DATA TO EXAMINE Start Marker

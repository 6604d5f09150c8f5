//! Observability infrastructure for image resolution
//!
//! Provides:
//! - Prometheus metrics (resolutions by method, tier failures, latency, copies, cache state)
//! - Structured JSON logging with tracing

use crate::cache::CacheStats;
use prometheus::{
    register_histogram, register_int_counter, register_int_counter_vec, register_int_gauge,
    Histogram, IntCounter, IntCounterVec, IntGauge,
};
use std::sync::OnceLock;
use tracing::{info, warn};

/// Histogram buckets for resolution latency (in seconds)
const LATENCY_BUCKETS: &[f64] = &[
    0.001, 0.005, 0.01, 0.025, 0.05, 0.1, 0.25, 0.5, 1.0, 2.5, 5.0, 10.0, 30.0, 60.0,
];

/// Global metrics instance (registered once)
static GLOBAL_METRICS: OnceLock<ResolverMetricsInner> = OnceLock::new();

struct ResolverMetricsInner {
    resolutions: IntCounterVec,
    tier_failures: IntCounterVec,
    resolution_latency_seconds: Histogram,
    cross_region_copies: IntCounterVec,
    strategy_violations: IntCounter,
    provider_timeouts: IntCounter,
    discovery_fallbacks: IntCounter,
    cache_entries: IntGauge,
    cache_hits: IntGauge,
    cache_misses: IntGauge,
}

impl ResolverMetricsInner {
    fn new() -> Self {
        Self {
            resolutions: register_int_counter_vec!(
                "image_resolver_resolutions_total",
                "Completed resolutions by resolution method",
                &["method"]
            )
            .expect("Failed to register resolutions_total"),

            tier_failures: register_int_counter_vec!(
                "image_resolver_tier_failures_total",
                "Tier attempts that produced no image",
                &["tier"]
            )
            .expect("Failed to register tier_failures_total"),

            resolution_latency_seconds: register_histogram!(
                "image_resolver_resolution_latency_seconds",
                "Time spent resolving a template in a region",
                LATENCY_BUCKETS.to_vec()
            )
            .expect("Failed to register resolution_latency_seconds"),

            cross_region_copies: register_int_counter_vec!(
                "image_resolver_cross_region_copies_total",
                "Cross-region image copies by outcome",
                &["outcome"]
            )
            .expect("Failed to register cross_region_copies_total"),

            strategy_violations: register_int_counter!(
                "image_resolver_strategy_violations_total",
                "Resolutions that failed because the strategy required an image"
            )
            .expect("Failed to register strategy_violations_total"),

            provider_timeouts: register_int_counter!(
                "image_resolver_provider_timeouts_total",
                "Provider calls abandoned because of a timeout or deadline"
            )
            .expect("Failed to register provider_timeouts_total"),

            discovery_fallbacks: register_int_counter!(
                "image_resolver_discovery_fallbacks_total",
                "Discovery lookups answered from a static fallback"
            )
            .expect("Failed to register discovery_fallbacks_total"),

            cache_entries: register_int_gauge!(
                "image_resolver_cache_entries",
                "Number of images currently cached"
            )
            .expect("Failed to register cache_entries"),

            cache_hits: register_int_gauge!(
                "image_resolver_cache_hits",
                "Cache hits since the last clear"
            )
            .expect("Failed to register cache_hits"),

            cache_misses: register_int_gauge!(
                "image_resolver_cache_misses",
                "Cache misses since the last clear"
            )
            .expect("Failed to register cache_misses"),
        }
    }
}

/// Resolver metrics for Prometheus exposition
///
/// Lightweight handle to the global metrics instance; clones share the
/// same underlying metrics.
#[derive(Clone)]
pub struct ResolverMetrics {
    _private: (),
}

impl Default for ResolverMetrics {
    fn default() -> Self {
        Self::new()
    }
}

impl ResolverMetrics {
    pub fn new() -> Self {
        GLOBAL_METRICS.get_or_init(ResolverMetricsInner::new);
        Self { _private: () }
    }

    fn inner(&self) -> &ResolverMetricsInner {
        GLOBAL_METRICS.get().expect("Metrics not initialized")
    }

    pub fn inc_resolution(&self, method: &str) {
        self.inner().resolutions.with_label_values(&[method]).inc();
    }

    pub fn inc_tier_failure(&self, tier: &str) {
        self.inner().tier_failures.with_label_values(&[tier]).inc();
    }

    pub fn observe_resolution_latency(&self, duration_secs: f64) {
        self.inner().resolution_latency_seconds.observe(duration_secs);
    }

    pub fn inc_cross_region_copy(&self, success: bool) {
        let outcome = if success { "success" } else { "failure" };
        self.inner()
            .cross_region_copies
            .with_label_values(&[outcome])
            .inc();
    }

    pub fn inc_strategy_violation(&self) {
        self.inner().strategy_violations.inc();
    }

    pub fn inc_provider_timeout(&self) {
        self.inner().provider_timeouts.inc();
    }

    pub fn inc_discovery_fallback(&self) {
        self.inner().discovery_fallbacks.inc();
    }

    /// Mirror cache statistics into gauges
    pub fn set_cache_stats(&self, stats: &CacheStats) {
        self.inner().cache_entries.set(stats.size as i64);
        self.inner().cache_hits.set(stats.hits as i64);
        self.inner().cache_misses.set(stats.misses as i64);
    }
}

/// Structured logger for resolution events
#[derive(Clone)]
pub struct StructuredLogger {
    instance: String,
}

impl StructuredLogger {
    pub fn new(instance: impl Into<String>) -> Self {
        Self {
            instance: instance.into(),
        }
    }

    /// Log a successful image resolution
    pub fn log_image_resolved(
        &self,
        template: &str,
        region: &str,
        method: &str,
        image_id: &str,
        fallback_chain: &[String],
        duration_ms: u64,
    ) {
        info!(
            event = "image_resolved",
            instance = %self.instance,
            template = %template,
            region = %region,
            method = %method,
            image_id = %image_id,
            fallback_chain = %fallback_chain.join(","),
            duration_ms = duration_ms,
            "Resolved template image"
        );
    }

    /// Log a resolution that ended in script provisioning
    pub fn log_script_fallback(&self, template: &str, region: &str, reason: &str) {
        info!(
            event = "script_fallback",
            instance = %self.instance,
            template = %template,
            region = %region,
            reason = %reason,
            "Using script provisioning"
        );
    }

    /// Log a tier that produced no image
    pub fn log_tier_failed(&self, template: &str, region: &str, tier: &str, reason: &str) {
        info!(
            event = "tier_failed",
            instance = %self.instance,
            template = %template,
            region = %region,
            tier = %tier,
            reason = %reason,
            "Resolution tier failed"
        );
    }

    /// Log a completed cross-region copy
    pub fn log_image_copied(
        &self,
        source_image: &str,
        image_id: &str,
        source_region: &str,
        target_region: &str,
        estimated_cost: f64,
    ) {
        info!(
            event = "image_copied",
            instance = %self.instance,
            source_image = %source_image,
            image_id = %image_id,
            source_region = %source_region,
            target_region = %target_region,
            estimated_cost = estimated_cost,
            "Copied image across regions"
        );
    }

    /// Log a strategy violation surfaced to the caller
    pub fn log_strategy_violation(&self, template: &str, region: &str, fallback_chain: &[String]) {
        warn!(
            event = "strategy_violation",
            instance = %self.instance,
            template = %template,
            region = %region,
            fallback_chain = %fallback_chain.join(","),
            "No image available and strategy forbids script provisioning"
        );
    }

    /// Log daemon startup
    pub fn log_startup(&self, version: &str, region: &str, templates: usize) {
        info!(
            event = "resolver_started",
            instance = %self.instance,
            version = %version,
            region = %region,
            templates = templates,
            "Image resolver started"
        );
    }

    /// Log daemon shutdown
    pub fn log_shutdown(&self, reason: &str) {
        info!(
            event = "resolver_shutdown",
            instance = %self.instance,
            reason = %reason,
            "Image resolver shutting down"
        );
    }
}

DATA TO EXAMINE End Marker

**EXERCISE INSTRUCTIONS**
Please find every line in the records that contains the word "IntGauge", and copy it out.

**ANSWER BELOW**
    Histogram, IntCounter, IntCounterVec, IntGauge,
    cache_entries: IntGauge,
    cache_hits: IntGauge,
    cache_misses: IntGauge,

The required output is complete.